All Clark County deputies will have body cameras soon.

New Carlisle recently cancelled its internet upgrade because the higher speed was not fast enough for deputies to download and remotely transfer footage from their body cameras to the Clark County Sheriff’s Office.

“We are back to our previous speed and our previous price,” City Manager Randy Bridge said.

A deputy will put the images on CDs manually and a third-shift sheriff’s sergeant will pick them up daily along with some reports. New Carlisle deputies went through body camera training on Thursday, officials said.

City Council members voted unanimously in April to increase the internet speed for 30 days. The upgrade caused the city to go from paying about $80 per month to about $250 per month with Time Warner Cable to increase its bandwidth to allow deputies to download and transfer videos from the cameras.

Bridge said officials were allowed to cancel the upgrade and return to their previous internet package.

Clark County Sheriff Gene Kelly said officials had hoped New Carlisle could work with Time Warner Cable on the issue, but the city would have to spend thousands of dollars to get the fiber optic internet they would need.

“They can’t afford it and we don’t want them to pay for it,” Kelly said.

Kelly said officials wanted one central repository and thought the images could be downloaded over the internet, but New Carlisle, Bethel Twp. and Mad River Twp. deputies are not able to use it.
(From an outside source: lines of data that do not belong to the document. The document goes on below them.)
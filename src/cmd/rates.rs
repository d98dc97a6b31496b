//! Rates command - validate and display the rate table

use crate::cmd::{format_amount, RatesArgs};
use clap::Args;
use tabled::{
    settings::{object::Columns, Alignment, Modify, Style},
    Table, Tabled,
};
use vedc::rates::RatePair;
use vedc::RateTable;

#[derive(Args, Debug)]
pub struct RatesCommand {
    #[command(flatten)]
    rates: RatesArgs,

    /// Output the validated table as JSON
    #[arg(long)]
    json: bool,
}

#[derive(Tabled)]
struct BandRow {
    #[tabled(rename = "Band")]
    band: String,
    #[tabled(rename = "Range")]
    range: String,
    #[tabled(rename = "12 Month (£)")]
    twelve_month: String,
    #[tabled(rename = "6 Month DD (£)")]
    six_month: String,
}

impl BandRow {
    fn new(band: impl Into<String>, range: impl Into<String>, rates: &RatePair) -> Self {
        BandRow {
            band: band.into(),
            range: range.into(),
            twelve_month: format_amount(rates.twelve_month),
            six_month: format_amount(rates.six_month),
        }
    }
}

#[derive(Tabled)]
struct FirstYearRow {
    #[tabled(rename = "CO2 g/km")]
    range: String,
    #[tabled(rename = "Standard (£)")]
    standard: String,
    #[tabled(rename = "Other Diesel (£)")]
    diesel: String,
}

impl RatesCommand {
    pub fn exec(&self) -> anyhow::Result<()> {
        let rates = self.rates.load()?;

        if self.json {
            println!("{}", serde_json::to_string_pretty(&rates)?);
            return Ok(());
        }

        println!("Rate table {}", rates.fingerprint());
        print_tables(&rates);
        Ok(())
    }
}

fn print_tables(rates: &RateTable) {
    let engine: Vec<BandRow> = rates
        .engine_brackets()
        .iter()
        .map(|b| BandRow::new("-", b.label(), &b.rates))
        .collect();
    print_section("Registered before 1 March 2001 (engine size)", Table::new(engine));

    let bands: Vec<BandRow> = rates
        .co2_bands()
        .iter()
        .map(|b| BandRow::new(b.band.clone(), format!("{} g/km", b.range.label()), &b.rates))
        .collect();
    print_section("1 March 2001 to 31 March 2017 (CO2 band)", Table::new(bands));

    let first_year: Vec<FirstYearRow> = rates
        .first_year_brackets()
        .iter()
        .map(|b| FirstYearRow {
            range: b.range.label(),
            standard: format_amount(b.rates.standard),
            diesel: format_amount(b.rates.all_other_diesel),
        })
        .collect();
    print_section("From 1 April 2017, first year", Table::new(first_year));

    let light_goods = rates.light_goods();
    let later = vec![
        BandRow::new("Standard", "second year on", rates.standard_rates()),
        BandRow::new("Luxury", "expensive car supplement", rates.luxury_rates()),
        BandRow::new("TC39", "N1 Euro 6", &light_goods.euro6),
        BandRow::new("TC36", "N1 Euro 4/5", &light_goods.euro5_or_below),
    ];
    print_section("From 1 April 2017, later years and vans", Table::new(later));

    let luxury = rates.luxury_surcharge();
    println!(
        "Expensive car supplement: list price at or above £{} for {} years; zero emission exempt before {}",
        format_amount(luxury.threshold_list_price),
        luxury.applies_for_years,
        luxury.zero_emission_exempt_before
    );
}

fn print_section(title: &str, mut table: Table) {
    table
        .with(Style::rounded())
        .with(Modify::new(Columns::new(2..)).with(Alignment::right()));
    println!();
    println!("{}", title);
    println!("{}", table);
}
use clap::{Parser, Subcommand};

mod cmd;

#[derive(Parser, Debug)]
#[command(name = "vedc", version, about = "Calculate UK Vehicle Excise Duty (VED)")]
struct Cli {
    #[command(subcommand)]
    command: Command,
}

#[derive(Subcommand, Debug)]
enum Command {
    /// Calculate duty and the payable total for one or more vehicles
    Quote(cmd::quote::QuoteCommand),
    /// Validate and display the rate table
    Rates(cmd::rates::RatesCommand),
    /// Print expected input formats
    Schema(cmd::schema::SchemaCommand),
}

fn main() -> anyhow::Result<()> {
    pretty_env_logger::init();

    let cli = Cli::parse();
    match cli.command {
        Command::Quote(quote) => quote.exec(),
        Command::Rates(rates) => rates.exec(),
        Command::Schema(schema) => schema.exec(),
    }
}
Mad River Twp.’s solution to the issue was to purchase an additional body camera and the deputy will send one body camera in with his paper work to a sergeant.

A Bethel Twp. deputy will take his body camera to the New Carlisle substation and will have the images burned on a CD.

The county has one server for the body camera images and had set up a satellite in New Carlisle to be able to feed the system, Clark County Sheriff ’s Chief Deputy Doyle Wright said.

“We didn’t know the internet was not going to be up to speed. We figured in today’s world that wouldn’t be an issue. Unfortunately, the fiber optics have not been laid, and when that does occur, we will go back to what we originally wanted to do,” Wright said.

Wright said some road deputies still have not been issued body cameras, but within the next couple weeks all the road deputies and township deputies will have them.

Body cameras will also be provided to the “book-in” area where most complaints and confrontations occur, Kelly said.